In [1]:
import pandas as pd
import numpy as np
from sklearn import metrics
from sklearn.model_selection import KFold

from sklearn.model_selection import KFold
from sklearn import metrics

In [3]:
data = pd.read_csv(r"data_no_corr_85.csv")

data_defects = data.loc[data['defects'] == True]

data_no_defects = data.loc[data['defects'] == False]
data_no_defects = data_no_defects.sample(n=len(data_defects))

print(len(data_no_defects))
print(len(data_defects))

balanced_data = data_defects.append(data_no_defects)
balanced_data = balanced_data.sample(frac = 1).reset_index(drop = True)
#balanced_data

2665
2665


In [4]:
features = list(balanced_data.columns.values)
features.remove('defects')

In [5]:
train = balanced_data.sample(frac = 0.8, random_state = 1)
test = balanced_data.loc[~balanced_data.index.isin(train.index)]

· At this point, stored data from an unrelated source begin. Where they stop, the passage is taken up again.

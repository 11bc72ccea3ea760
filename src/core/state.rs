//! Marker traits for state identifiers and event payloads.
//!
//! The engine never constructs states or payloads; it only compares,
//! hashes and clones them. Both traits are blanket-implemented, so any
//! type with the required capabilities can be used directly.

use std::fmt::Debug;
use std::hash::Hash;

/// Trait for state identifiers tracked by a state machine.
///
/// A state is an opaque, caller-owned value. The machine only needs to
/// compare and hash it (to key its configuration registry and hierarchy)
/// and clone it (to publish transition records).
///
/// # Example
///
/// ```rust
/// use statetree::core::State;
///
/// #[derive(Clone, PartialEq, Eq, Hash, Debug)]
/// enum Stance {
///     Idle,
///     Walk,
/// }
///
/// fn assert_state<S: State>(_: &S) {}
/// assert_state(&Stance::Idle);
/// assert_state(&"any string works too");
/// ```
pub trait State: Clone + Eq + Hash + Debug + Send + Sync + 'static {}

impl<T> State for T where T: Clone + Eq + Hash + Debug + Send + Sync + 'static {}

/// Trait for event payloads submitted to `StateMachine::dispatch`.
///
/// Each distinct payload type gets its own transition table per state.
/// Payload values are matched by equality against static rules, so the
/// same capabilities as [`State`] are required.
pub trait Payload: Clone + Eq + Hash + Debug + Send + Sync + 'static {}

impl<T> Payload for T where T: Clone + Eq + Hash + Debug + Send + Sync + 'static {}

train_data_array=train.as_matrix(columns = features)
train_class_array= train['defects'].values
test_data_array=test.as_matrix(columns = features)
test_class_array= test['defects'].values

In [5]:
from sklearn.naive_bayes import MultinomialNB

clf = MultinomialNB()

kf=KFold(n_splits=10, random_state=None, shuffle=False)
validation_score=0
for train_index, test_index in kf.split(train_data_array):
    X_train, X_test = train_data_array[train_index], train_data_array[test_index]
    y_train, y_test = train_class_array[train_index], train_class_array[test_index]
    clf.fit(X_train, y_train)
    validation_pred=clf.predict(X_test)
    validation_score+=metrics.accuracy_score(y_test,validation_pred)

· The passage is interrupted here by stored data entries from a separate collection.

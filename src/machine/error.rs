//! State machine error types.

use crate::callbacks::CallbackError;
use crate::hierarchy::HierarchyError;
use crate::table::TableError;
use std::fmt;
use thiserror::Error;

/// Which callback sequence a failure happened in
#[derive(Debug, Clone, Copy, PartialEq, Eq)]
pub enum CallbackPhase {
    Entry,
    Exit,
    Excite,
}

impl fmt::Display for CallbackPhase {
    fn fmt(&self, f: &mut fmt::Formatter<'_>) -> fmt::Result {
        f.write_str(match self {
            Self::Entry => "entry",
            Self::Exit => "exit",
            Self::Excite => "excite",
        })
    }
}

/// Errors surfaced by state machine operations
#[derive(Debug, Error)]
pub enum MachineError {
    /// The machine has been disposed
    #[error("State machine has been disposed")]
    AlreadyDisposed,

    /// Rule registration or resolution failed
    #[error(transparent)]
    Table(#[from] TableError),

    /// Re-parenting would create a cycle
    #[error(transparent)]
    Hierarchy(#[from] HierarchyError),

    /// An entry, exit or excite callback failed; earlier callbacks are not rolled back
    #[error("{phase} callback failed for state '{state}': {source}")]
    CallbackFailure {
        phase: CallbackPhase,
        state: String,
        #[source]
        source: CallbackError,
    },
}

impl MachineError {
    pub(crate) fn callback(
        phase: CallbackPhase,
        state: &impl fmt::Debug,
        source: CallbackError,
    ) -> Self {
        Self::CallbackFailure {
            phase,
            state: format!("{state:?}"),
            source,
        }
    }

    pub fn is_disposed(&self) -> bool {
        matches!(self, Self::AlreadyDisposed)
    }

    pub fn is_ambiguous(&self) -> bool {
        matches!(
            self,
            Self::Table(TableError::AmbiguousDynamicResolution { .. })
        )
    }
}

print("Validation Accuracy:   %0.3f" % (validation_score/kf.get_n_splits()))

pred = clf.predict(test_data_array)
score = metrics.accuracy_score(test_class_array, pred)
print("accuracy:   %0.3f" % score)

score = metrics.precision_score(test_class_array, pred)
print("Precision:   %0.3f" % score)

score = metrics.recall_score(test_class_array, pred)
print("Recall:   %0.3f" % score)

score = metrics.f1_score(test_class_array, pred)
print("F-measure:   %0.3f" % score)

Validation Accuracy:   0.532
accuracy:   0.522
Precision:   0.611
Recall:   0.063
F-measure:   0.115


In [9]:
from sklearn.ensemble import RandomForestClassifier

clf = RandomForestClassifier(n_estimators=100)

clf.fit(train_data_array, train_class_array)

pred = clf.predict(test_data_array)
score = metrics.accuracy_score(test_class_array, pred)
print("accuracy:   %0.3f" % score)

score = metrics.precision_score(test_class_array, pred)
print("Precision:   %0.3f" % score)

score = metrics.recall_score(test_class_array, pred)
print("Recall:   %0.3f" % score)

score = metrics.f1_score(test_class_array, pred)
print("F-measure:   %0.3f" % score)

accuracy:   0.694
Precision:   0.682
Recall:   0.703
F-measure:   0.692


In [10]:
importances = clf.feature_importances_
std = np.std([tree.feature_importances_ for tree in clf.estimators_], axis=0)
indices = np.argsort(importances)[::-1]

print("Feature ranking:")
for f in range(X_train.shape[1]):
    print("%d. %s (%f)" % (f + 1, features[indices[f]], importances[indices[f]]))

Feature ranking:
1. lineCount (0.142700)
2. intelligence (0.063674)
3. hlineCount (0.062190)
4. volume (0.056934)
5. operatorsOperands (0.054312)
6. timeEstimator (0.052604)
7. effort (0.051243)
8. totalOperators (0.050544)
9. difficulty (0.049714)
10. hlineBlanks (0.048828)
11. totalOperands (0.045744)
12. uniqueOperands (0.043966)
13. designComplexity (0.042470)
14. branchCount (0.040173)
15. cyclomaticComplexity (0.039375)
16. uniqueOperators (0.034656)
17. h (0.028061)
18. hlineComments (0.026942)
19. essentialComplexity (0.026260)
20. programLength (0.025903)
21. hCodeAndComment (0.013707)


In [7]:
from sklearn import svm

clf = svm.SVC()

clf.fit(train_data_array, train_class_array)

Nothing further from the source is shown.